Background: Patients with Pierre Robin Sequence (PRS) treated with mandibular distraction (MD) frequently suffer from a cleft palate (CP). There are no standard practices surrounding the need for admission to a pediatric intensive care unit (PICU) following CP repair in these patients. This study will investigate the frequency of airway events following CP repair in this subset of patients.

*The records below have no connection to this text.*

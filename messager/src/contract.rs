//! Messager Contract - Entry Points
//!
//! Carries opaque application payloads between domains. Outbound messages are
//! priced by the configured transport and queued in an outbox; the transport's
//! delivery endpoint hands inbound messages to the paired application.

use cosmwasm_std::{
    entry_point, to_json_binary, Binary, Deps, DepsMut, Env, MessageInfo, Response, StdResult,
    Uint128,
};
use cw2::set_contract_version;

use crate::error::ContractError;
use crate::execute::{
    execute_deliver_message, execute_send_message, execute_set_endpoint,
    execute_set_remote_app, execute_set_remote_messager, execute_set_transport,
    execute_set_whitelist, execute_transfer_ownership, execute_withdraw_fees,
};
use crate::msg::{ExecuteMsg, InstantiateMsg, MigrateMsg, QueryMsg};
use crate::query::{
    query_config, query_is_delivered, query_is_whitelisted, query_outbound_message,
    query_outbound_messages, query_quote_fee, query_remote_app, query_remote_messager,
};
use crate::state::{Config, COLLECTED_FEES, CONFIG, CONTRACT_NAME, CONTRACT_VERSION, NEXT_NONCE};
use crate::transport::TransportAdapter;

#[cfg_attr(not(feature = "library"), entry_point)]
pub fn instantiate(
    deps: DepsMut,
    _env: Env,
    _info: MessageInfo,
    msg: InstantiateMsg,
) -> Result<Response, ContractError> {
    set_contract_version(deps.storage, CONTRACT_NAME, CONTRACT_VERSION)?;

    if msg.this_chain_id == 0 {
        return Err(ContractError::InvalidChainId { chain_id: 0 });
    }

    let config = Config {
        owner: deps.api.addr_validate(&msg.owner)?,
        this_chain_id: msg.this_chain_id,
        endpoint: deps.api.addr_validate(&msg.endpoint)?,
        transport: msg.transport,
        fee_denom: msg.fee_denom,
    };
    CONFIG.save(deps.storage, &config)?;
    NEXT_NONCE.save(deps.storage, &0u64)?;
    COLLECTED_FEES.save(deps.storage, &Uint128::zero())?;

    Ok(Response::new()
        .add_attribute("method", "instantiate")
        .add_attribute("owner", config.owner)
        .add_attribute("this_chain_id", config.this_chain_id.to_string())
        .add_attribute("transport", config.transport.name()))
}

#[cfg_attr(not(feature = "library"), entry_point)]
pub fn execute(
    deps: DepsMut,
    env: Env,
    info: MessageInfo,
    msg: ExecuteMsg,
) -> Result<Response, ContractError> {
    match msg {
        ExecuteMsg::SendMessage {
            remote_chain_id,
            message,
            extra,
        } => execute_send_message(deps, env, info, remote_chain_id, message, extra),
        ExecuteMsg::DeliverMessage {
            src_chain_id,
            nonce,
            from_messager,
            from_app,
            to_app,
            message,
        } => execute_deliver_message(
            deps,
            env,
            info,
            src_chain_id,
            nonce,
            from_messager,
            from_app,
            to_app,
            message,
        ),
        ExecuteMsg::SetWhitelist { app, allowed } => {
            execute_set_whitelist(deps, info, app, allowed)
        }
        ExecuteMsg::SetRemoteMessager {
            remote_chain_id,
            messager,
        } => execute_set_remote_messager(deps, info, remote_chain_id, messager),
        ExecuteMsg::SetRemoteApp {
            app,
            remote_chain_id,
            remote_app,
        } => execute_set_remote_app(deps, info, app, remote_chain_id, remote_app),
        ExecuteMsg::SetTransport { transport } => execute_set_transport(deps, info, transport),
        ExecuteMsg::SetEndpoint { endpoint } => execute_set_endpoint(deps, info, endpoint),
        ExecuteMsg::WithdrawFees { recipient, amount } => {
            execute_withdraw_fees(deps, info, recipient, amount)
        }
        ExecuteMsg::TransferOwnership { new_owner } => {
            execute_transfer_ownership(deps, info, new_owner)
        }
    }
}

#[cfg_attr(not(feature = "library"), entry_point)]
pub fn query(deps: Deps, _env: Env, msg: QueryMsg) -> StdResult<Binary> {
    match msg {
        QueryMsg::Config {} => to_json_binary(&query_config(deps)?),
        QueryMsg::OutboundMessage { nonce } => to_json_binary(&query_outbound_message(deps, nonce)?),
        QueryMsg::OutboundMessages { start_after, limit } => {
            to_json_binary(&query_outbound_messages(deps, start_after, limit)?)
        }
        QueryMsg::IsDelivered {
            src_chain_id,
            nonce,
        } => to_json_binary(&query_is_delivered(deps, src_chain_id, nonce)),
        QueryMsg::QuoteFee { message, extra } => {
            to_json_binary(&query_quote_fee(deps, message, extra)?)
        }
        QueryMsg::RemoteMessager { remote_chain_id } => {
            to_json_binary(&query_remote_messager(deps, remote_chain_id)?)
        }
        QueryMsg::RemoteApp {
            app,
            remote_chain_id,
        } => to_json_binary(&query_remote_app(deps, app, remote_chain_id)?),
        QueryMsg::IsWhitelisted { app } => to_json_binary(&query_is_whitelisted(deps, app)?),
    }
}

#[cfg_attr(not(feature = "library"), entry_point)]
pub fn migrate(deps: DepsMut, _env: Env, _msg: MigrateMsg) -> Result<Response, ContractError> {
    set_contract_version(deps.storage, CONTRACT_NAME, CONTRACT_VERSION)?;
    Ok(Response::new().add_attribute("method", "migrate"))
}
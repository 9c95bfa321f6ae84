//! Deterministic keys for the provider ledger and the transfer chain.
//!
//! Every field is encoded into a 32-byte slot and the slots are hashed with
//! keccak256. Strings (addresses, token ids) are encoded as the keccak256 of
//! their UTF-8 bytes so that both domains derive the same key from the same
//! parameters, whatever the address format of either domain.
//!
//! # ProviderKey layout (128 bytes)
//! - Bytes 0-31:   remote chain id (u64, big-endian, left-padded)
//! - Bytes 32-63:  keccak256(provider)
//! - Bytes 64-95:  keccak256(source token)
//! - Bytes 96-127: keccak256(target token)
//!
//! # TransferId layout (288 bytes)
//! - Bytes 0-31:    source chain id
//! - Bytes 32-63:   target chain id
//! - Bytes 64-95:   previous transfer id
//! - Bytes 96-127:  keccak256(provider)
//! - Bytes 128-159: keccak256(source token)
//! - Bytes 160-191: keccak256(target token)
//! - Bytes 192-223: keccak256(receiver)
//! - Bytes 224-255: amount (u128, big-endian, left-padded)
//! - Bytes 256-287: timestamp (u64, big-endian, left-padded)

use cosmwasm_std::Binary;
use tiny_keccak::{Hasher, Keccak};

use crate::error::ContractError;
use crate::msg::TransferParams;

/// Compute keccak256 hash of arbitrary data
pub fn keccak256(data: &[u8]) -> [u8; 32] {
    let mut hasher = Keccak::v256();
    hasher.update(data);
    let mut output = [0u8; 32];
    hasher.finalize(&mut output);
    output
}

/// Encode a string field as a 32-byte slot
pub fn encode_string(value: &str) -> [u8; 32] {
    keccak256(value.as_bytes())
}

fn put_u64(slot: &mut [u8], value: u64) {
    slot[24..32].copy_from_slice(&value.to_be_bytes());
}

fn put_u128(slot: &mut [u8], value: u128) {
    slot[16..32].copy_from_slice(&value.to_be_bytes());
}

/// Compute the key of a provider ledger entry
pub fn compute_provider_key(
    remote_chain_id: u64,
    provider: &str,
    source_token: &str,
    target_token: &str,
) -> [u8; 32] {
    let mut data = [0u8; 128];
    put_u64(&mut data[0..32], remote_chain_id);
    data[32..64].copy_from_slice(&encode_string(provider));
    data[64..96].copy_from_slice(&encode_string(source_token));
    data[96..128].copy_from_slice(&encode_string(target_token));
    keccak256(&data)
}

/// Compute the id of a transfer chained after `previous_transfer_id`
#[allow(clippy::too_many_arguments)]
pub fn compute_transfer_id(
    source_chain_id: u64,
    target_chain_id: u64,
    previous_transfer_id: &[u8; 32],
    provider: &str,
    source_token: &str,
    target_token: &str,
    receiver: &str,
    amount: u128,
    timestamp: u64,
) -> [u8; 32] {
    let mut data = [0u8; 288];
    put_u64(&mut data[0..32], source_chain_id);
    put_u64(&mut data[32..64], target_chain_id);
    data[64..96].copy_from_slice(previous_transfer_id);
    data[96..128].copy_from_slice(&encode_string(provider));
    data[128..160].copy_from_slice(&encode_string(source_token));
    data[160..192].copy_from_slice(&encode_string(target_token));
    data[192..224].copy_from_slice(&encode_string(receiver));
    put_u128(&mut data[224..256], amount);
    put_u64(&mut data[256..288], timestamp);
    keccak256(&data)
}

/// Compute the id described by a full set of transfer params
pub fn transfer_id_of(params: &TransferParams) -> Result<[u8; 32], ContractError> {
    let previous = parse_bytes32(&params.previous_transfer_id)?;
    Ok(compute_transfer_id(
        params.source_chain_id,
        params.target_chain_id,
        &previous,
        &params.provider,
        &params.source_token,
        &params.target_token,
        &params.receiver,
        params.amount.u128(),
        params.timestamp,
    ))
}

/// Parse a 32-byte id from Binary input
pub fn parse_bytes32(value: &Binary) -> Result<[u8; 32], ContractError> {
    value
        .to_vec()
        .try_into()
        .map_err(|_| ContractError::InvalidHashLength { got: value.len() })
}

/// Convert 32-byte hash to hex string (for attributes/logging)
pub fn bytes32_to_hex(bytes: &[u8; 32]) -> String {
    format!("0x{}", hex::encode(bytes))
}
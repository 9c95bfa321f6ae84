//! Fee and penalty calculation shared by quoting and locking.
//!
//! ## Fee Structure
//!
//! | Component      | Set by   | Formula                                       |
//! |----------------|----------|-----------------------------------------------|
//! | Base fee       | Provider | flat                                          |
//! | Liquidity fee  | Provider | floor(amount * rate / 100_000)                |
//! | Protocol fee   | Admin    | flat per token pair, paid to the fee collector |
//!
//! The penalty is not part of the fee: it is taken from the provider's
//! penalty reserve and escrowed with the lock.

use cosmwasm_std::{StdError, StdResult, Uint128};

use crate::error::ContractError;
use crate::state::{ProviderConfig, TokenInfo};

/// Denominator of the liquidity fee rate (100_000 = 100%)
pub const LIQUIDITY_FEE_RATE_BASE: u64 = 100_000;

/// Breakdown of the fee a lock must carry
#[derive(Clone, Copy, Debug, PartialEq, Eq)]
pub struct FeeQuote {
    /// Base fee plus liquidity fee, earned by the provider
    pub provider_fee: Uint128,
    pub protocol_fee: Uint128,
    /// provider_fee + protocol_fee
    pub total_fee: Uint128,
    pub penalty: Uint128,
}

/// Fee earned by the provider for `amount`
pub fn provider_fee(config: &ProviderConfig, amount: Uint128) -> StdResult<Uint128> {
    let liquidity_fee = amount.multiply_ratio(
        config.liquidity_fee_rate as u128,
        LIQUIDITY_FEE_RATE_BASE as u128,
    );
    Ok(config.base_fee.checked_add(liquidity_fee)?)
}

/// Quote the full fee of a transfer of `amount` through a provider
pub fn quote_fee(
    config: &ProviderConfig,
    token: &TokenInfo,
    amount: Uint128,
) -> StdResult<FeeQuote> {
    let provider_fee = provider_fee(config, amount)?;
    Ok(FeeQuote {
        provider_fee,
        protocol_fee: token.protocol_fee,
        total_fee: provider_fee.checked_add(token.protocol_fee)?,
        penalty: token.penalty,
    })
}

/// Validate a liquidity fee rate is below 100%
pub fn validate_fee_rate(rate: u64) -> Result<(), ContractError> {
    if rate >= LIQUIDITY_FEE_RATE_BASE {
        return Err(ContractError::InvalidFeeRate {
            rate,
            base: LIQUIDITY_FEE_RATE_BASE,
        });
    }
    Ok(())
}

/// Convert an amount between token decimals, truncating when scaling down.
pub fn convert_decimals(amount: Uint128, from_decimals: u8, to_decimals: u8) -> StdResult<Uint128> {
    if from_decimals == to_decimals {
        return Ok(amount);
    }
    let scale = |diff: u8| {
        10u128
            .checked_pow(diff as u32)
            .map(Uint128::new)
            .ok_or_else(|| StdError::generic_err("Decimals difference too large"))
    };
    if from_decimals > to_decimals {
        Ok(amount.checked_div(scale(from_decimals - to_decimals)?)?)
    } else {
        Ok(amount.checked_mul(scale(to_decimals - from_decimals)?)?)
    }
}

#[cfg(test)]
mod tests {
    use super::*;
    use common::AssetInfo;

    fn provider_config(base_fee: u128, rate: u64) -> ProviderConfig {
        ProviderConfig {
            base_fee: Uint128::new(base_fee),
            liquidity_fee_rate: rate,
            transfer_limit: Uint128::new(1_000_000),
            paused: false,
        }
    }

    fn token(protocol_fee: u128, penalty: u128) -> TokenInfo {
        TokenInfo {
            remote_chain_id: 2,
            local_token: AssetInfo::native("usrc"),
            remote_token: "utgt".to_string(),
            local_decimals: 6,
            remote_decimals: 6,
            protocol_fee: Uint128::new(protocol_fee),
            penalty: Uint128::new(penalty),
        }
    }

    #[test]
    fn test_quote_small_amount() {
        // floor(300 * 100 / 100000) = 0, so only base + protocol fee remain
        let quote = quote_fee(&provider_config(20, 100), &token(100, 50), Uint128::new(300))
            .unwrap();
        assert_eq!(quote.provider_fee, Uint128::new(20));
        assert_eq!(quote.protocol_fee, Uint128::new(100));
        assert_eq!(quote.total_fee, Uint128::new(120));
        assert_eq!(quote.penalty, Uint128::new(50));
    }

    #[test]
    fn test_quote_liquidity_fee() {
        // 0.1% of 1_000_000 = 1000
        let quote = quote_fee(
            &provider_config(20, 100),
            &token(100, 50),
            Uint128::new(1_000_000),
        )
        .unwrap();
        assert_eq!(quote.provider_fee, Uint128::new(1020));
        assert_eq!(quote.total_fee, Uint128::new(1120));
    }

    #[test]
    fn test_quote_overflow_is_error() {
        let config = provider_config(u128::MAX, 0);
        assert!(quote_fee(&config, &token(1, 0), Uint128::new(1)).is_err());
    }

    #[test]
    fn test_validate_fee_rate() {
        assert!(validate_fee_rate(0).is_ok());
        assert!(validate_fee_rate(99_999).is_ok());
        assert_eq!(
            validate_fee_rate(100_000).unwrap_err(),
            ContractError::InvalidFeeRate {
                rate: 100_000,
                base: 100_000
            }
        );
    }

    #[test]
    fn test_convert_decimals() {
        assert_eq!(
            convert_decimals(Uint128::new(1_000_000), 6, 6).unwrap(),
            Uint128::new(1_000_000)
        );
        // 18 -> 6 truncates
        assert_eq!(
            convert_decimals(Uint128::new(1_500_000_000_000_999), 18, 6).unwrap(),
            Uint128::new(1_500)
        );
        // 6 -> 18 scales up
        assert_eq!(
            convert_decimals(Uint128::new(2), 6, 18).unwrap(),
            Uint128::new(2_000_000_000_000)
        );
        assert!(convert_decimals(Uint128::MAX, 6, 18).is_err());
    }
}
//! Error types for the liquidity bridge contract.

use cosmwasm_std::{OverflowError, StdError, Uint128};
use thiserror::Error;

#[derive(Error, Debug, PartialEq)]
pub enum ContractError {
    #[error("{0}")]
    Std(#[from] StdError),

    #[error("{0}")]
    Overflow(#[from] OverflowError),

    // ========================================================================
    // Authorization Errors
    // ========================================================================

    #[error("Unauthorized: only admin can perform this action")]
    Unauthorized,

    #[error("Unauthorized: caller is not the provider {provider}")]
    NotProvider { provider: String },

    #[error("Unauthorized: caller is not the receive service for chain {chain_id}")]
    UnauthorizedMessager { chain_id: u64 },

    #[error("Unauthorized: only pending admin can accept")]
    UnauthorizedPendingAdmin,

    // ========================================================================
    // Admin Errors
    // ========================================================================

    #[error("No pending admin change")]
    NoPendingAdmin,

    #[error("Timelock not expired: {remaining_seconds} seconds remaining")]
    TimelockNotExpired { remaining_seconds: u64 },

    #[error("Bridge is paused")]
    BridgePaused,

    // ========================================================================
    // Concurrency / Ordering Errors
    // ========================================================================

    #[error("Stale snapshot: provider head is {head}, got {got}")]
    StaleSnapshot { head: String, got: String },

    #[error("Predecessor unsettled: {previous} has not been filled or slashed")]
    PredecessorUnsettled { previous: String },

    // ========================================================================
    // Terminal State Errors
    // ========================================================================

    #[error("Transfer already settled: {transfer_id}")]
    AlreadySettled { transfer_id: String },

    #[error("Transfer not settled: {transfer_id}")]
    NotSettled { transfer_id: String },

    #[error("Transfer {transfer_id} is not filled by provider {provider}")]
    NotFilledByProvider {
        transfer_id: String,
        provider: String,
    },

    // ========================================================================
    // Economic Validation Errors
    // ========================================================================

    #[error("Fee mismatch: expected {expected}, got {got}")]
    FeeMismatch { expected: Uint128, got: Uint128 },

    #[error("Transfer limit exceeded: limit is {limit}, requested {requested}")]
    TransferLimitExceeded { limit: Uint128, requested: Uint128 },

    #[error("Insufficient penalty reserve: required {required}, available {available}")]
    InsufficientPenaltyReserve {
        required: Uint128,
        available: Uint128,
    },

    #[error("Provider is paused")]
    ProviderPaused,

    #[error("Invalid liquidity fee rate: {rate} must be below {base}")]
    InvalidFeeRate { rate: u64, base: u64 },

    // ========================================================================
    // Timing Errors
    // ========================================================================

    #[error("Too early to slash: {remaining_seconds} seconds remaining")]
    TooEarly { remaining_seconds: u64 },

    #[error("Invalid timestamp {timestamp}: block time is {now}")]
    InvalidTimestamp { timestamp: u64, now: u64 },

    #[error("Invalid slash delay: must be between {min} and {max} seconds")]
    InvalidSlashDelay { min: u64, max: u64 },

    // ========================================================================
    // Validation Errors
    // ========================================================================

    #[error("Invalid hash length: expected 32 bytes, got {got}")]
    InvalidHashLength { got: usize },

    #[error("Transfer id mismatch: computed {computed}, expected {expected}")]
    TransferIdMismatch { computed: String, expected: String },

    #[error("Invalid chain ID: {chain_id}")]
    InvalidChainId { chain_id: u64 },

    #[error("Invalid amount: {reason}")]
    InvalidAmount { reason: String },

    #[error("Invalid funds: expected [{expected}], got [{got}]")]
    InvalidFunds { expected: String, got: String },

    #[error("Token pair not registered: {local_token} <-> {remote_token} on chain {chain_id}")]
    TokenNotRegistered {
        chain_id: u64,
        local_token: String,
        remote_token: String,
    },

    #[error("Token {token} does not match the registered asset")]
    TokenMismatch { token: String },

    #[error("Provider not registered")]
    ProviderNotRegistered,

    #[error("Messager not configured for chain {chain_id}")]
    MessagerNotConfigured { chain_id: u64 },

    #[error("Transfer id list must contain between 1 and {max} entries")]
    InvalidBatchSize { max: usize },

    #[error("Unknown reply id: {id}")]
    UnknownReplyId { id: u64 },
}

Methods: A retrospective chart review of all patients with PRS treated with MD that also required CP repair surgery at the authors' institution from 2012 to 2022 was performed. Intraoperative and postoperative analgesic usage, preoperative and postoperative respiratory status, presence of a concomitant operation, comorbid anomalies, as well as age and weight at CP repair were recorded. Our primary outcomes included length of stay following CP repair, presence of airway events perioperatively/postoperatively, and admission status following CP repair.

Results: Twenty-nine patients underwent MD during this period, of which 13 patients also underwent repair of a CP. The average length of stay following CP repair was 2.3 days. Only 2 airway events were noted, and only 3 patients were admitted to the PICU following repair. Presence of comorbid musculoskeletal and neurologic abnormalities was associated with postoperative PICU admission.Remaining intubated following CP repair was associated with increased analgesic usage intraoperatively. A longer duration of intubation following MD was associated with PICU admission and remaining intubated following CP repair.

Conclusions: Overall, it appears that admission to the floor following CP repair in PRS patients with a history of MD is generally safe.

下颌骨牵张矫正Pierre Robin序列腭裂修复后患者入住重症监护病房的情况。
背景:采用下颌骨牵张术(MD)治疗的Pierre Robin Sequence (PRS)患者常并发腭裂(CP)。这些患者在CP修复后是否需要入住儿科重症监护病房(PICU)尚无标准做法。本研究将调查这部分患者CP修复后气道事件的频率。方法:对2012年至2022年在作者所在机构进行的所有PRS合并MD并需要CP修复手术的患者进行回顾性分析。记录术中和术后镇痛药的使用情况、术前和术后呼吸状况、是否伴有手术、合并症异常以及CP修复时的年龄和体重。我们的主要结果包括CP修复后的住院时间、术中/术后气道事件的存在以及CP修复后的入院情况。结果:29例患者在此期间接受了MD,其中13例患者也接受了CP修复。CP修复后的平均住院时间为2.3天。只有2例气道事件被记录,只有3例患者在修复后住进PICU。并发肌肉骨骼和神经异常与术后PICU住院有关。CP修复后继续插管与术中镇痛药的使用增加有关。MD后插管时间较长与PICU入院和CP修复后继续插管有关。结论:总的来说,有MD病史的PRS患者在CP修复后入院通常是安全的。